TASK DETAILS: Among the records, which lines hold the word "scanned"? Pick them out.

[DATA SUPPLIED Boundary: Start]

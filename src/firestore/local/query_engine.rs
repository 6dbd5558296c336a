use std::collections::{BTreeMap, BTreeSet};

use crate::firestore::core::query::{LimitType, Query};
use crate::firestore::error::FirestoreResult;
use crate::firestore::local::kv_store::KvTransaction;
use crate::firestore::local::local_documents_view::LocalDocumentsView;
use crate::firestore::model::{Document, DocumentKey, DocumentSet, MaybeDocument, SnapshotVersion};

/// Runs queries against the local cache without a query index.
///
/// When a target was last limbo-free at a known snapshot version, its
/// remote keys are trusted as the result set at that version. Only
/// documents written since then are scanned and merged in, unless a limit
/// query's boundary may have moved, which falls back to a full scan.
#[derive(Clone, Debug, Default)]
pub struct QueryEngine;

impl QueryEngine {
    pub fn new() -> Self {
        Self
    }

    pub fn get_documents_matching_query(
        &self,
        txn: &KvTransaction<'_>,
        local_documents: &LocalDocumentsView,
        query: &Query,
        last_limbo_free_snapshot_version: SnapshotVersion,
        remote_keys: &BTreeSet<DocumentKey>,
    ) -> FirestoreResult<BTreeMap<DocumentKey, Document>> {
        // Queries that match every document gain nothing from the
        // incremental path.
        if query.matches_all_documents() || last_limbo_free_snapshot_version.is_min() {
            return self.execute_full_collection_scan(txn, local_documents, query);
        }

        let previous_results = self.apply_query(
            query,
            local_documents.get_documents(txn, remote_keys)?.into_values(),
        );

        if (query.has_limit_to_first() || query.has_limit_to_last())
            && self.needs_refill(
                query.limit_type(),
                &previous_results,
                remote_keys,
                last_limbo_free_snapshot_version,
            )
        {
            return self.execute_full_collection_scan(txn, local_documents, query);
        }

        log::debug!(
            "Re-using previous result from {last_limbo_free_snapshot_version} to execute query: {query}"
        );

        let mut updated_results = local_documents.get_documents_matching_query(
            txn,
            query,
            last_limbo_free_snapshot_version,
        )?;
        // Previous results already reflect pending writes; they win over
        // the changed-document scan.
        for doc in previous_results.iter() {
            updated_results.insert(doc.key().clone(), doc.clone());
        }
        Ok(updated_results)
    }

    /// The matching documents of `documents` in query order.
    fn apply_query(
        &self,
        query: &Query,
        documents: impl IntoIterator<Item = MaybeDocument>,
    ) -> DocumentSet {
        let mut results = DocumentSet::new(query.comparator());
        for doc in documents.into_iter().filter_map(MaybeDocument::into_document) {
            if query.matches(&doc) {
                results.add(doc);
            }
        }
        results
    }

    /// A limit query needs a full scan when a previously matching document
    /// dropped out of the result set or the document at the limit edge may
    /// have been displaced by an update after the limbo-free version.
    fn needs_refill(
        &self,
        limit_type: LimitType,
        sorted_previous_results: &DocumentSet,
        remote_keys: &BTreeSet<DocumentKey>,
        limbo_free_snapshot_version: SnapshotVersion,
    ) -> bool {
        if remote_keys.len() != sorted_previous_results.len() {
            return true;
        }
        let doc_at_limit_edge = match limit_type {
            LimitType::First => sorted_previous_results.last(),
            LimitType::Last => sorted_previous_results.first(),
        };
        match doc_at_limit_edge {
            None => false,
            Some(doc) => doc.has_pending_writes() || doc.version() > limbo_free_snapshot_version,
        }
    }

    fn execute_full_collection_scan(
        &self,
        txn: &KvTransaction<'_>,
        local_documents: &LocalDocumentsView,
        query: &Query,
    ) -> FirestoreResult<BTreeMap<DocumentKey, Document>> {
        log::debug!("Using full collection scan to execute query: {query}");
        local_documents.get_documents_matching_query(txn, query, SnapshotVersion::min())
    }
}

#[cfg(test)]
mod tests {
    use super::*;
    use crate::firestore::core::target::OrderBy;
    use crate::firestore::local::index_manager::IndexManager;
    use crate::firestore::local::kv_store::{KvStore, TransactionMode};
    use crate::firestore::local::local_serializer::LocalSerializer;
    use crate::firestore::local::mutation_queue::MutationQueue;
    use crate::firestore::local::remote_document_cache::RemoteDocumentCache;
    use crate::firestore::model::{DatabaseId, User};
    use crate::firestore::remote::serializer::JsonProtoSerializer;
    use crate::firestore::test_support::{doc, field, filter, key, query, version};
    use std::sync::Arc;

    struct Fixture {
        store: Arc<KvStore>,
        cache: RemoteDocumentCache,
        view: LocalDocumentsView,
    }

    fn fixture(name: &str) -> Fixture {
        let serializer =
            LocalSerializer::new(JsonProtoSerializer::new(DatabaseId::new("p", "(default)")));
        let cache = RemoteDocumentCache::new(serializer.clone(), IndexManager::new());
        Fixture {
            store: KvStore::open(name),
            view: LocalDocumentsView::new(
                cache.clone(),
                MutationQueue::new(&User::unauthenticated(), serializer),
                IndexManager::new(),
            ),
            cache,
        }
    }

    impl Fixture {
        async fn add(&self, docs: Vec<(Document, i64)>) {
            self.store
                .run(TransactionMode::ReadWrite, |txn| {
                    for (doc, read_time) in &docs {
                        self.cache
                            .add_entry(txn, &doc.clone().into(), version(*read_time))?;
                    }
                    Ok(())
                })
                .await
                .unwrap();
        }

        async fn run(
            &self,
            query: &Query,
            last_limbo_free: SnapshotVersion,
            remote_keys: &[&str],
        ) -> Vec<DocumentKey> {
            let remote_keys: BTreeSet<DocumentKey> = remote_keys.iter().map(|p| key(p)).collect();
            self.store
                .run(TransactionMode::ReadOnly, |txn| {
                    QueryEngine::new().get_documents_matching_query(
                        txn,
                        &self.view,
                        query,
                        last_limbo_free,
                        &remote_keys,
                    )
                })
                .await
                .unwrap()
                .into_keys()
                .collect()
        }
    }

    #[tokio::test]
    async fn uses_previous_results_and_recent_changes() {
        let fixture = fixture("query-engine-incremental");
        fixture
            .add(vec![
                (doc("rooms/a", 1, &[("n", 1i64.into())]), 10),
                (doc("rooms/b", 1, &[("n", 2i64.into())]), 10),
                (doc("rooms/c", 20, &[("n", 3i64.into())]), 20),
            ])
            .await;
        let matching = query("rooms").with_filter(filter("n", ">", 0i64.into()));

        // rooms/b was read before the limbo-free version but is not part
        // of the target's remote keys, so it is skipped.
        let results = fixture.run(&matching, version(10), &["rooms/a"]).await;
        assert_eq!(results, vec![key("rooms/a"), key("rooms/c")]);

        let full = fixture
            .run(&matching, SnapshotVersion::min(), &["rooms/a"])
            .await;
        assert_eq!(full, vec![key("rooms/a"), key("rooms/b"), key("rooms/c")]);
    }

    #[tokio::test]
    async fn limit_queries_refill_when_the_edge_changed() {
        let fixture = fixture("query-engine-refill");
        fixture
            .add(vec![
                (doc("rooms/a", 1, &[("n", 1i64.into())]), 10),
                (doc("rooms/b", 1, &[("n", 2i64.into())]), 10),
                (doc("rooms/c", 1, &[("n", 3i64.into())]), 10),
            ])
            .await;
        let limited = query("rooms")
            .with_filter(filter("n", ">", 0i64.into()))
            .with_order_by(OrderBy::ascending(field("n")))
            .with_limit_to_first(2);

        // Edge document unchanged: only documents read after version 10
        // are scanned, so rooms/c stays out.
        let reused = fixture
            .run(&limited, version(10), &["rooms/a", "rooms/b"])
            .await;
        assert_eq!(reused, vec![key("rooms/a"), key("rooms/b")]);

        // A remote key that no longer matches forces a full scan.
        fixture
            .add(vec![(doc("rooms/b", 30, &[("n", (-1i64).into())]), 30)])
            .await;
        let refilled = fixture
            .run(&limited, version(10), &["rooms/a", "rooms/b"])
            .await;
        assert_eq!(refilled, vec![key("rooms/a"), key("rooms/c")]);
    }

    #[test]
    fn refill_depends_on_the_limit_edge() {
        let engine = QueryEngine::new();
        let q = query("rooms").with_order_by(OrderBy::ascending(field("n")));
        let mut previous = DocumentSet::new(q.comparator());
        previous.add(doc("rooms/a", 1, &[("n", 1i64.into())]));
        previous.add(doc("rooms/b", 50, &[("n", 2i64.into())]));
        let keys: BTreeSet<DocumentKey> = [key("rooms/a"), key("rooms/b")].into_iter().collect();

        assert!(engine.needs_refill(LimitType::First, &previous, &keys, version(10)));
        assert!(!engine.needs_refill(LimitType::Last, &previous, &keys, version(10)));
        assert!(engine.needs_refill(
            LimitType::Last,
            &previous,
            &[key("rooms/a")].into_iter().collect(),
            version(10)
        ));
    }
}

[DATA SUPPLIED Boundary: End]

TASK RESPONSE:
/// documents written since then are scanned and merged in, unless a limit
        // are scanned, so rooms/c stays out.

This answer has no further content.